Glenbrook Ravine Park is a nice little park nestled between residential complexes in New Westminster. British Columbia’s oldest public park, it’s a combination of manicured and wild. You can access the park either at its lower end off Jamieson Court, or from its upper end off Glenbrook Drive, or from the middle off Blackberry Drive. The whole trail is about one kilometre long.
The lower section of the park holds the Glenbrook Park Amenities Centre, a small pond that has ducks, fish, and turtles, and a good collection of flower beds. You can even get a little bit of learning from the old bell from the old BC Penitentiary, if you’re so inclined.
Walk uphill from there, and the best part of the park awaits. Just past the manicured park, up on the left side of the hill, there are remnants of the BC Penitentiary cemetary. Unfortunatly you can’t get there from the ravine; the access looks to be blocked off by townhouse and condo complexes (I’ll try to figure this out soon!). At the first fork, take the right path and you’ll quickly come to a daisy-filled meadow — an ideal spot to have a picnic or play bocce with the kids!

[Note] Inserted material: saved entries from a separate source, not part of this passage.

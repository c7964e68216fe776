// ABOUTME: Main library entry point for the meal planner MCP server
// ABOUTME: Exposes meal composition, plan assembly, and a persistent menu store as MCP tools
//
// SPDX-License-Identifier: MIT OR Apache-2.0
// Copyright (c) 2025 Pierre Fitness Intelligence

#![deny(unsafe_code)]

//! # Meal Planner MCP Server
//!
//! A Model Context Protocol server that suggests low-fat, high-protein meals,
//! assembles multi-day plans, and keeps a persistent collection of
//! user-registered recipes ("menus").
//!
//! ## Architecture
//!
//! - **Models**: foods, meals, plans, registered menus
//! - **Intelligence**: nutrition table, meal composer, plan assembler
//! - **Database**: JSON-file menu store with atomic rewrites
//! - **Tools**: one `McpTool` per MCP tool, dispatched through a registry
//! - **MCP**: JSON-RPC routing and the stdio transport
//!
//! ## Example Usage
//!
//! ```rust
//! use meal_planner_mcp_server::config::MealPlannerConfig;
//! use meal_planner_mcp_server::intelligence::{FoodTable, MealComposer, MealRequest};
//! use meal_planner_mcp_server::models::MealType;
//! use rand::SeedableRng;
//! use rand_chacha::ChaCha8Rng;
//!
//! let foods = FoodTable::standard();
//! let config = MealPlannerConfig::default();
//! let composer = MealComposer::new(&foods, &config);
//! let mut rng = ChaCha8Rng::seed_from_u64(7);
//!
//! let meal = composer
//!     .compose(&MealRequest::new(MealType::Lunch), &mut rng)
//!     .unwrap();
//! assert_eq!(meal.servings, 1);
//! ```

/// Configuration: environment, menu store location, planner tunables
pub mod config;

/// Application constants grouped by domain
pub mod constants;

/// Persistent menu store
pub mod database;

/// Unified error handling with standard error codes
pub mod errors;

/// Nutrition table, meal composer, and plan assembler
pub mod intelligence;

/// JSON-RPC 2.0 envelope types
pub mod jsonrpc;

/// Structured logging to stderr
pub mod logging;

/// MCP protocol schema, request processing, and stdio transport
pub mod mcp;

/// Domain data types
pub mod models;

/// MCP tool trait, registry, and implementations
pub mod tools;
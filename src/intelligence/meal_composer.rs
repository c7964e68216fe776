// ABOUTME: Composes a single low-fat, high-protein meal from the nutrition table
// ABOUTME: Picks the leanest protein, two random vegetables, an optional grain and fruit, then scales servings
//
// SPDX-License-Identifier: MIT OR Apache-2.0
// Copyright (c) 2025 Pierre Fitness Intelligence

//! Meal Composer
//!
//! Composition steps:
//!
//! 1. Candidate pool: vegetarian foods when requested, minus any food whose
//!    name contains an excluded substring.
//! 2. Protein: the candidate with the best protein-to-fat ratio (first in
//!    table order on ties), scaled to a fixed share of the target calories.
//! 3. Two distinct random vegetables at fixed servings.
//! 4. A random grain sized to the leftover calories when the leftover exceeds
//!    the grain threshold.
//! 5. A random fruit half-serving for breakfast and snacks.
//!
//! Nutrition is summed from the scaled contributions and each field is
//! rounded after summation.

use rand::seq::SliceRandom;
use rand::Rng;
use thiserror::Error;

use crate::config::MealPlannerConfig;
use crate::constants::nutrition::GRAMS_PER_SERVING;
use crate::errors::{AppError, ErrorCode};
use crate::intelligence::food_table::FoodTable;
use crate::models::{FoodCategory, FoodItem, MealSuggestion, MealType, NutritionFacts};

/// Reasons a meal cannot be composed from the filtered pool
#[derive(Debug, Clone, PartialEq, Eq, Error)]
pub enum CompositionError {
    /// Exclusions or the vegetarian filter removed every protein
    #[error("No eligible protein remains after applying exclusions and dietary filters")]
    NoEligibleProtein,
    /// Fewer than two vegetables remain
    #[error("At least two eligible vegetables are required, but only {available} remain after applying exclusions and dietary filters")]
    NotEnoughVegetables {
        /// Vegetables left in the pool
        available: usize,
    },
}

impl From<CompositionError> for AppError {
    fn from(error: CompositionError) -> Self {
        Self::new(ErrorCode::ResourceUnavailable, error.to_string()).with_source(error)
    }
}

/// Inputs for composing one meal
#[derive(Debug, Clone, PartialEq)]
pub struct MealRequest {
    /// Slot the meal is for
    pub meal_type: MealType,
    /// Calorie target; the slot default when absent
    pub target_calories: Option<f64>,
    /// Case-insensitive substrings removing foods from the pool
    pub exclude_ingredients: Vec<String>,
    /// Restrict the pool to vegetarian foods
    pub vegetarian: bool,
}

impl MealRequest {
    /// Request with default calories, no exclusions, not vegetarian
    #[must_use]
    pub const fn new(meal_type: MealType) -> Self {
        Self {
            meal_type,
            target_calories: None,
            exclude_ingredients: Vec::new(),
            vegetarian: false,
        }
    }

    /// Set the calorie target
    #[must_use]
    pub const fn with_calories(mut self, calories: f64) -> Self {
        self.target_calories = Some(calories);
        self
    }

    /// Set excluded ingredient substrings
    #[must_use]
    pub fn excluding(mut self, exclude_ingredients: Vec<String>) -> Self {
        self.exclude_ingredients = exclude_ingredients;
        self
    }

    /// Set the vegetarian flag
    #[must_use]
    pub const fn vegetarian(mut self, vegetarian: bool) -> Self {
        self.vegetarian = vegetarian;
        self
    }

    /// Calorie target after applying the slot default
    #[must_use]
    pub fn effective_calories(&self) -> f64 {
        self.target_calories
            .unwrap_or_else(|| self.meal_type.default_calories())
    }

    /// Whether a food survives the dietary filter and exclusions
    #[must_use]
    pub fn admits(&self, food: &FoodItem) -> bool {
        (!self.vegetarian || food.is_vegetarian)
            && !self
                .exclude_ingredients
                .iter()
                .any(|excluded| food.name_contains(excluded))
    }
}

/// A chosen food and its serving multiplier
#[derive(Debug, Clone, Copy)]
struct Portion<'a> {
    food: &'a FoodItem,
    servings: f64,
}

impl Portion<'_> {
    fn ingredient_line(&self) -> String {
        let grams = (self.servings * GRAMS_PER_SERVING).round();
        format!("{grams}g {}", self.food.name)
    }

    fn nutrition(&self) -> NutritionFacts {
        self.food.nutrition().scaled(self.servings)
    }
}

/// Composes meals from a nutrition table
#[derive(Debug, Clone, Copy)]
pub struct MealComposer<'a> {
    foods: &'a FoodTable,
    config: &'a MealPlannerConfig,
}

impl<'a> MealComposer<'a> {
    /// Create a composer over a table and tunables
    #[must_use]
    pub const fn new(foods: &'a FoodTable, config: &'a MealPlannerConfig) -> Self {
        Self { foods, config }
    }

    /// Compose one meal
    ///
    /// # Errors
    ///
    /// Returns [`CompositionError`] when the filtered pool has no protein or fewer than two vegetables
    pub fn compose<R: Rng + ?Sized>(
        &self,
        request: &MealRequest,
        rng: &mut R,
    ) -> Result<MealSuggestion, CompositionError> {
        let meal_type = request.meal_type;
        let target_calories = request.effective_calories();
        let pool = self.foods.filter(|food| request.admits(food));
        let in_category = |category: FoodCategory| -> Vec<&FoodItem> {
            pool.iter()
                .copied()
                .filter(|food| food.category == category)
                .collect()
        };

        let protein_food =
            best_protein(&in_category(FoodCategory::Protein)).ok_or(CompositionError::NoEligibleProtein)?;
        let protein_calories = target_calories * self.config.protein_calorie_share;
        let protein = Portion {
            food: protein_food,
            servings: servings_for(protein_calories, protein_food),
        };

        let vegetables = in_category(FoodCategory::Vegetable);
        let (first_vegetable, second_vegetable) = pick_two(&vegetables, rng).ok_or(
            CompositionError::NotEnoughVegetables {
                available: vegetables.len(),
            },
        )?;
        let vegetable_portions = [
            Portion {
                food: first_vegetable,
                servings: self.config.primary_vegetable_serving,
            },
            Portion {
                food: second_vegetable,
                servings: self.config.secondary_vegetable_serving,
            },
        ];

        let remaining_calories =
            target_calories - (protein_calories + self.config.vegetable_calorie_allowance);
        let grain = if remaining_calories > self.config.grain_calorie_threshold {
            in_category(FoodCategory::Grain)
                .choose(rng)
                .map(|&food| Portion {
                    food,
                    servings: servings_for(remaining_calories, food),
                })
        } else {
            None
        };

        let fruit = if meal_type.includes_fruit() {
            in_category(FoodCategory::Fruit)
                .choose(rng)
                .map(|&food| Portion {
                    food,
                    servings: self.config.fruit_serving,
                })
        } else {
            None
        };

        let portions: Vec<Portion<'_>> = [Some(protein)]
            .into_iter()
            .chain(vegetable_portions.map(Some))
            .chain([grain, fruit])
            .flatten()
            .collect();

        let total_nutrition = portions
            .iter()
            .map(Portion::nutrition)
            .sum::<NutritionFacts>()
            .rounded();

        Ok(MealSuggestion {
            name: meal_name(protein_food, first_vegetable, grain.map(|portion| portion.food)),
            description: format!(
                "Low-fat, high-protein {meal_type} optimized for muscle building and weight management"
            ),
            ingredients: portions.iter().map(Portion::ingredient_line).collect(),
            instructions: cooking_instructions(
                protein_food,
                grain.map(|portion| portion.food),
                fruit.map(|portion| portion.food),
            ),
            total_nutrition,
            prep_time: meal_type.prep_time_minutes(),
            servings: 1,
            meal_type,
        })
    }
}

/// Highest protein-to-fat ratio; the earliest food wins ties
fn best_protein<'a>(proteins: &[&'a FoodItem]) -> Option<&'a FoodItem> {
    proteins.iter().copied().fold(None, |best, candidate| match best {
        Some(current) if candidate.protein_to_fat_ratio() <= current.protein_to_fat_ratio() => {
            Some(current)
        }
        _ => Some(candidate),
    })
}

/// Two distinct foods in random order, uniformly over ordered pairs
fn pick_two<'a, R: Rng + ?Sized>(
    foods: &[&'a FoodItem],
    rng: &mut R,
) -> Option<(&'a FoodItem, &'a FoodItem)> {
    if foods.len() < 2 {
        return None;
    }
    let first = rng.gen_range(0..foods.len());
    let mut second = rng.gen_range(0..foods.len() - 1);
    if second >= first {
        second += 1;
    }
    Some((foods[first], foods[second]))
}

/// Serving multiplier that delivers `calories` of a food
fn servings_for(calories: f64, food: &FoodItem) -> f64 {
    if food.calories > 0.0 {
        calories / food.calories
    } else {
        1.0
    }
}

fn meal_name(protein: &FoodItem, vegetable: &FoodItem, grain: Option<&FoodItem>) -> String {
    let base = format!("{} with {}", protein.display_name(), vegetable.display_name());
    match grain {
        Some(grain) => format!("{base} and {}", grain.display_name()),
        None => base,
    }
}

fn cooking_instructions(
    protein: &FoodItem,
    grain: Option<&FoodItem>,
    fruit: Option<&FoodItem>,
) -> Vec<String> {
    let mut steps = vec!["Wash and prepare all vegetables".to_owned()];

    if let Some(grain) = grain {
        if grain.name.contains("rice") || grain.name.contains("quinoa") {
            steps.push(format!("Cook {} according to package directions", grain.name));
        } else if grain.name.contains("oatmeal") {
            steps.push("Prepare oatmeal with water or low-fat milk".to_owned());
        }
    }

    let protein_name = protein.name.as_str();
    let protein_step = if protein_name.contains("chicken") {
        "Season chicken breast and grill or bake at 375°F for 20-25 minutes".to_owned()
    } else if protein_name.contains("fish") || protein_name.contains("salmon") {
        "Season fish and bake at 400°F for 12-15 minutes or until flaky".to_owned()
    } else if protein_name.contains("egg") {
        "Whisk egg whites and cook in non-stick pan over medium heat".to_owned()
    } else if protein_name.contains("tofu") {
        "Press tofu, cube, and pan-fry until golden".to_owned()
    } else {
        format!("Prepare {protein_name} according to preference")
    };
    steps.push(protein_step);

    steps.push("Steam or lightly sauté vegetables until tender-crisp".to_owned());

    steps.push(grain.map_or_else(
        || format!("Plate {protein_name} with vegetables"),
        |grain| {
            format!(
                "Serve {protein_name} over {} with vegetables on the side",
                grain.name
            )
        },
    ));

    if let Some(fruit) = fruit {
        steps.push(format!("Add fresh {} as garnish or side", fruit.name));
    }

    steps.push("Season with herbs and spices to taste (avoid high-sodium seasonings)".to_owned());
    steps
}

#[cfg(test)]
mod tests {
    use super::*;

    fn food(name: &str, protein: f64, fat: f64) -> FoodItem {
        FoodItem {
            name: name.to_owned(),
            calories: 100.0,
            protein,
            fat,
            carbohydrates: 0.0,
            fiber: 0.0,
            sodium: 0.0,
            serving_size: "100g".to_owned(),
            is_vegetarian: true,
            category: FoodCategory::Protein,
        }
    }

    #[test]
    fn test_best_protein_keeps_first_on_tie() {
        let a = food("a", 10.0, 1.0);
        let b = food("b", 20.0, 2.0);
        let c = food("c", 5.0, 1.0);
        let best = best_protein(&[&c, &a, &b]).unwrap();
        assert_eq!(best.name, "a");
    }

    #[test]
    fn test_best_protein_floors_fat() {
        // 2.0 / max(0.0, 0.1) = 20 beats 9.0 / 1.0
        let zero_fat = food("zero", 2.0, 0.0);
        let lean = food("lean", 9.0, 1.0);
        assert_eq!(best_protein(&[&lean, &zero_fat]).unwrap().name, "zero");
    }
}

This section is the most disappointing to me, as one bank of the hill is entirely covered with invasive Himalayan blackberry — good for picking but horrible for the native plants. I hope that cleanup and restoration of this section is on NWPCR’s radar.

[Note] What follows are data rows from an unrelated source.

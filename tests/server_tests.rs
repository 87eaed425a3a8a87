//! Job server tests: router driven in-process, backend mocked over HTTP.

use std::sync::Arc;

use axum::body::{to_bytes, Body};
use axum::http::{header, Request, StatusCode};
use axum::Router;
use serde_json::{json, Value};
use tower::ServiceExt;
use wiremock::matchers::{method, path};
use wiremock::{Mock, MockServer, ResponseTemplate};

use ollama_job_adapter::adapter::Adapter;
use ollama_job_adapter::config::BackendConfig;
use ollama_job_adapter::server::api::{build_router, AppState, HealthResponse, JobOutput};

fn router_for(base_url: String) -> Router {
    let config = BackendConfig {
        base_url,
        request_timeout_secs: Some(5),
    };
    let adapter = Adapter::from_config(&config).expect("adapter");
    build_router(Arc::new(AppState::new(adapter)))
}

fn post_json(uri: &str, body: Value) -> Request<Body> {
    Request::builder()
        .method("POST")
        .uri(uri)
        .header(header::CONTENT_TYPE, "application/json")
        .body(Body::from(body.to_string()))
        .unwrap()
}

async fn body_text(response: axum::response::Response) -> String {
    let bytes = to_bytes(response.into_body(), usize::MAX).await.unwrap();
    String::from_utf8(bytes.to_vec()).unwrap()
}

#[tokio::test]
async fn test_runsync_collects_output() {
    let server = MockServer::start().await;
    Mock::given(method("GET"))
        .and(path("/api/tags"))
        .respond_with(ResponseTemplate::new(200).set_body_json(json!({"models": []})))
        .mount(&server)
        .await;

    let app = router_for(server.uri());
    let response = app
        .oneshot(post_json(
            "/runsync",
            json!({"id": "job-1", "input": {"route": "/v1/models"}}),
        ))
        .await
        .unwrap();

    assert_eq!(response.status(), StatusCode::OK);
    let output: JobOutput = serde_json::from_str(&body_text(response).await).unwrap();
    assert_eq!(output.id, "job-1");
    assert_eq!(output.output.len(), 1);
    assert_eq!(output.output[0].as_value(), &json!({"models": []}));
}

#[tokio::test]
async fn test_runsync_assigns_id_and_reports_errors_in_output() {
    let server = MockServer::start().await;
    Mock::given(method("POST"))
        .and(path("/api/chat"))
        .respond_with(ResponseTemplate::new(500).set_body_string("boom"))
        .mount(&server)
        .await;

    let app = router_for(server.uri());
    let response = app
        .oneshot(post_json("/runsync", json!({"input": {}})))
        .await
        .unwrap();

    assert_eq!(response.status(), StatusCode::OK);
    let output: JobOutput = serde_json::from_str(&body_text(response).await).unwrap();
    assert!(!output.id.is_empty());
    assert_eq!(output.output[0].as_value(), &json!({"error": "HTTP 500: boom"}));
}

#[tokio::test]
async fn test_run_streams_sse_events_then_done() {
    let server = MockServer::start().await;
    let body = "{\"response\":\"a\",\"done\":false}\n{\"response\":\"b\",\"done\":true}\n";
    Mock::given(method("POST"))
        .and(path("/api/generate"))
        .respond_with(ResponseTemplate::new(200).set_body_raw(body, "application/x-ndjson"))
        .mount(&server)
        .await;

    let app = router_for(server.uri());
    let response = app
        .oneshot(post_json(
            "/run",
            json!({"input": {"route": "/v1/completions", "input": {"model": "x", "prompt": "hi"}}}),
        ))
        .await
        .unwrap();

    assert_eq!(response.status(), StatusCode::OK);
    let content_type = response.headers()[header::CONTENT_TYPE].to_str().unwrap().to_string();
    assert!(content_type.starts_with("text/event-stream"));

    let text = body_text(response).await;
    let events: Vec<&str> = text
        .lines()
        .filter_map(|line| line.strip_prefix("data: "))
        .collect();

    assert_eq!(events.len(), 3);
    let first: Value = serde_json::from_str(events[0]).unwrap();
    let second: Value = serde_json::from_str(events[1]).unwrap();
    assert_eq!(first, json!({"response": "a", "done": false}));
    assert_eq!(second, json!({"response": "b", "done": true}));
    assert_eq!(events[2], "[DONE]");
}

#[tokio::test]
async fn test_malformed_job_rejected() {
    let app = router_for("http://127.0.0.1:9".to_string());
    let response = app
        .oneshot(post_json("/runsync", json!({"input": {"input": [1, 2, 3]}})))
        .await
        .unwrap();

    assert!(response.status().is_client_error());
}

#[tokio::test]
async fn test_health_reports_backend() {
    let app = router_for("http://localhost:11434/".to_string());
    let response = app
        .oneshot(Request::builder().uri("/health").body(Body::empty()).unwrap())
        .await
        .unwrap();

    assert_eq!(response.status(), StatusCode::OK);
    let health: HealthResponse = serde_json::from_str(&body_text(response).await).unwrap();
    assert_eq!(health.status, "ok");
    assert_eq!(health.backend, "http://localhost:11434");
}
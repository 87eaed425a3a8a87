//! Failures that can occur while talking to the backend.
//!
//! None of these ever reach the caller of [`Adapter::generate`](super::engine::Adapter::generate)
//! as an `Err`; they are folded into `{"error": ...}` result items.

use thiserror::Error;

#[derive(Error, Debug)]
pub enum AdapterError {
    /// Connection refused, timeout, or a failure while reading the body.
    #[error("{0}")]
    Transport(#[from] reqwest::Error),

    /// The backend answered 200 but the body was not valid JSON.
    #[error("invalid JSON in backend response: {0}")]
    Decode(#[from] serde_json::Error),

    /// A streamed body ended without a single JSON line.
    #[error("empty response body")]
    EmptyBody,
}
//! SSE (Server-Sent Events) delivery of job results.
//!
//! Converts a channel of ResultItems into an SSE stream: one `data:` event
//! per item, followed by a `[DONE]` sentinel.

use axum::response::sse::Event;
use futures::stream::Stream;
use tokio::sync::mpsc;
use tokio_stream::wrappers::ReceiverStream;
use tokio_stream::StreamExt;

use crate::adapter::ResultItem;

/// Final event sent once the job's results are exhausted.
pub const DONE_SENTINEL: &str = "[DONE]";

/// Convert a result item receiver into an SSE stream.
pub fn results_to_sse_stream(
    rx: mpsc::Receiver<ResultItem>,
) -> impl Stream<Item = Result<Event, std::convert::Infallible>> {
    ReceiverStream::new(rx)
        .map(|item| {
            let data = serde_json::to_string(&item).unwrap_or_default();
            Ok(Event::default().data(data))
        })
        // Append the [DONE] sentinel after all items.
        .chain(tokio_stream::once(Ok(Event::default().data(DONE_SENTINEL))))
}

Take the left path from the fork and you’ll continue up through more natural forest. Look for salmonberries and skunk cabbage! This is the quietest part of the park — you’ll hardly hear the native New Westminster fauna. This is one of the best places in New Westminster to get away from the noise. Yes, you’re not truly away from it all, but there aren’t many places in New West that are this peaceful (Lower Hume Park is probably the only other). You’re not going to spend days here reconnecting with nature, but it’s a short bus-ride from downtown, so you didn’t have to spend hours in a car getting here either.
When you’re nearly to the top, on the left side there’s a stone riverbed coming down the hillside. This is where some local history took place back in 1907. Billy Miner, train robber extraordinaire, robbed a train near Kamloops in 1906 and was captured shortly after that by the Royal North-West Mounted Police. He was sentenced to 25 years in the BC Penitentiary in New Westminster.

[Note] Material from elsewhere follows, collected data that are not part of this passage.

//! Runtime configuration for ollama-job-adapter.
//!
//! Values are layered: JSON config file, then environment (`.env` is loaded
//! first), then command-line flags. Everything is resolved once at startup
//! and treated as immutable afterwards.

use std::path::{Path, PathBuf};

use clap::Parser;
use serde::{Deserialize, Serialize};

/// Environment variable overriding the backend base address.
pub const BACKEND_URL_ENV: &str = "OLLAMA_BASE_URL";

/// Command-line arguments.
#[derive(Parser, Debug, Clone)]
#[command(name = "ollama-job-adapter", about = "Forward inference jobs to a local Ollama server")]
pub struct Cli {
    /// Path to configuration file (JSON).
    #[arg(short, long, default_value = "config.json")]
    pub config: PathBuf,

    /// HTTP listen address (overrides the config file).
    #[arg(long)]
    pub listen: Option<String>,

    /// Backend base address, e.g. http://localhost:11434.
    #[arg(long)]
    pub backend_url: Option<String>,

    /// Run a single job read from this file ("-" for stdin) and exit.
    #[arg(long)]
    pub job: Option<PathBuf>,

    /// Enable verbose logging.
    #[arg(short, long)]
    pub verbose: bool,
}

/// Top-level configuration.
#[derive(Debug, Clone, Default, Serialize, Deserialize)]
#[serde(default)]
pub struct Config {
    /// Server configuration.
    pub server: ServerConfig,

    /// Backend configuration.
    pub backend: BackendConfig,
}

/// HTTP server settings.
#[derive(Debug, Clone, Serialize, Deserialize)]
#[serde(default)]
pub struct ServerConfig {
    /// Listen address (e.g. "0.0.0.0:8080").
    pub listen: String,
}

impl Default for ServerConfig {
    fn default() -> Self {
        Self {
            listen: "0.0.0.0:8080".to_string(),
        }
    }
}

/// Where the model server lives and how to talk to it.
#[derive(Debug, Clone, Serialize, Deserialize)]
#[serde(default)]
pub struct BackendConfig {
    /// Base address of the Ollama server.
    pub base_url: String,

    /// Whole-request timeout in seconds. `None` leaves it to the transport.
    pub request_timeout_secs: Option<u64>,
}

impl Default for BackendConfig {
    fn default() -> Self {
        Self {
            base_url: "http://localhost:11434".to_string(),
            request_timeout_secs: None,
        }
    }
}

impl Config {
    /// Load configuration from a JSON file, falling back to defaults for missing fields.
    pub fn load(path: &Path) -> anyhow::Result<Self> {
        if path.exists() {
            let data = std::fs::read_to_string(path)?;
            let config: Config = serde_json::from_str(&data)?;
            Ok(config)
        } else {
            tracing::warn!("Config file not found at {:?}, using defaults", path);
            Ok(Config::default())
        }
    }

    /// Apply an environment override for the backend address.
    pub fn with_env_override(mut self, backend_url: Option<String>) -> Self {
        if let Some(url) = backend_url.filter(|u| !u.trim().is_empty()) {
            self.backend.base_url = url;
        }
        self
    }

    /// Apply command-line overrides.
    pub fn with_cli_overrides(mut self, cli: &Cli) -> Self {
        if let Some(listen) = &cli.listen {
            self.server.listen = listen.clone();
        }
        if let Some(url) = &cli.backend_url {
            self.backend.base_url = url.clone();
        }
        self.backend.base_url = self.backend.base_url.trim_end_matches('/').to_string();
        self
    }

    /// Full startup resolution: file, then `OLLAMA_BASE_URL`, then flags.
    pub fn resolve(cli: &Cli) -> anyhow::Result<Self> {
        let config = Self::load(&cli.config)?
            .with_env_override(std::env::var(BACKEND_URL_ENV).ok())
            .with_cli_overrides(cli);
        Ok(config)
    }
}

#[cfg(test)]
mod tests {
    use super::*;

    fn cli(args: &[&str]) -> Cli {
        let mut argv = vec!["ollama-job-adapter"];
        argv.extend_from_slice(args);
        Cli::parse_from(argv)
    }

    #[test]
    fn test_default_config() {
        let cfg = Config::default();
        assert_eq!(cfg.backend.base_url, "http://localhost:11434");
        assert_eq!(cfg.backend.request_timeout_secs, None);
        assert_eq!(cfg.server.listen, "0.0.0.0:8080");
    }

    #[test]
    fn test_partial_json_fills_defaults() {
        let cfg: Config = serde_json::from_str(r#"{"backend": {"request_timeout_secs": 30}}"#).unwrap();
        assert_eq!(cfg.backend.base_url, "http://localhost:11434");
        assert_eq!(cfg.backend.request_timeout_secs, Some(30));
        assert_eq!(cfg.server.listen, "0.0.0.0:8080");
    }

    #[test]
    fn test_override_precedence() {
        let cfg = Config::default()
            .with_env_override(Some("http://env:11434".to_string()))
            .with_cli_overrides(&cli(&[]));
        assert_eq!(cfg.backend.base_url, "http://env:11434");

        let cfg = Config::default()
            .with_env_override(Some("http://env:11434".to_string()))
            .with_cli_overrides(&cli(&["--backend-url", "http://flag:1/", "--listen", "127.0.0.1:9"]));
        assert_eq!(cfg.backend.base_url, "http://flag:1");
        assert_eq!(cfg.server.listen, "127.0.0.1:9");
    }

    #[test]
    fn test_blank_env_ignored() {
        let cfg = Config::default().with_env_override(Some("  ".to_string()));
        assert_eq!(cfg.backend.base_url, "http://localhost:11434");
    }
}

On August 8, 1907, two boys were swimming in the creek just upstream from the stone riverbed when a man came to them from downstream. He told the boys that they didn’t see anything, asked them what they’d say if anybody asked (they said “nothing”), wished them a fine day, and continued on upstream. Minutes later the escape bell at the Pen rang out — Billy Miner had escaped.
(I first heard that story from a Jane’s Walk given by Dale Darychuk two years ago. With luck he does the Jane’s Walk again in 2016!)
The trail exits through switchbacks onto Glenbrook Drive, or earlier on up stairs to Blackberry Drive. It’s much nicer to just double back and enjoy the park all over again!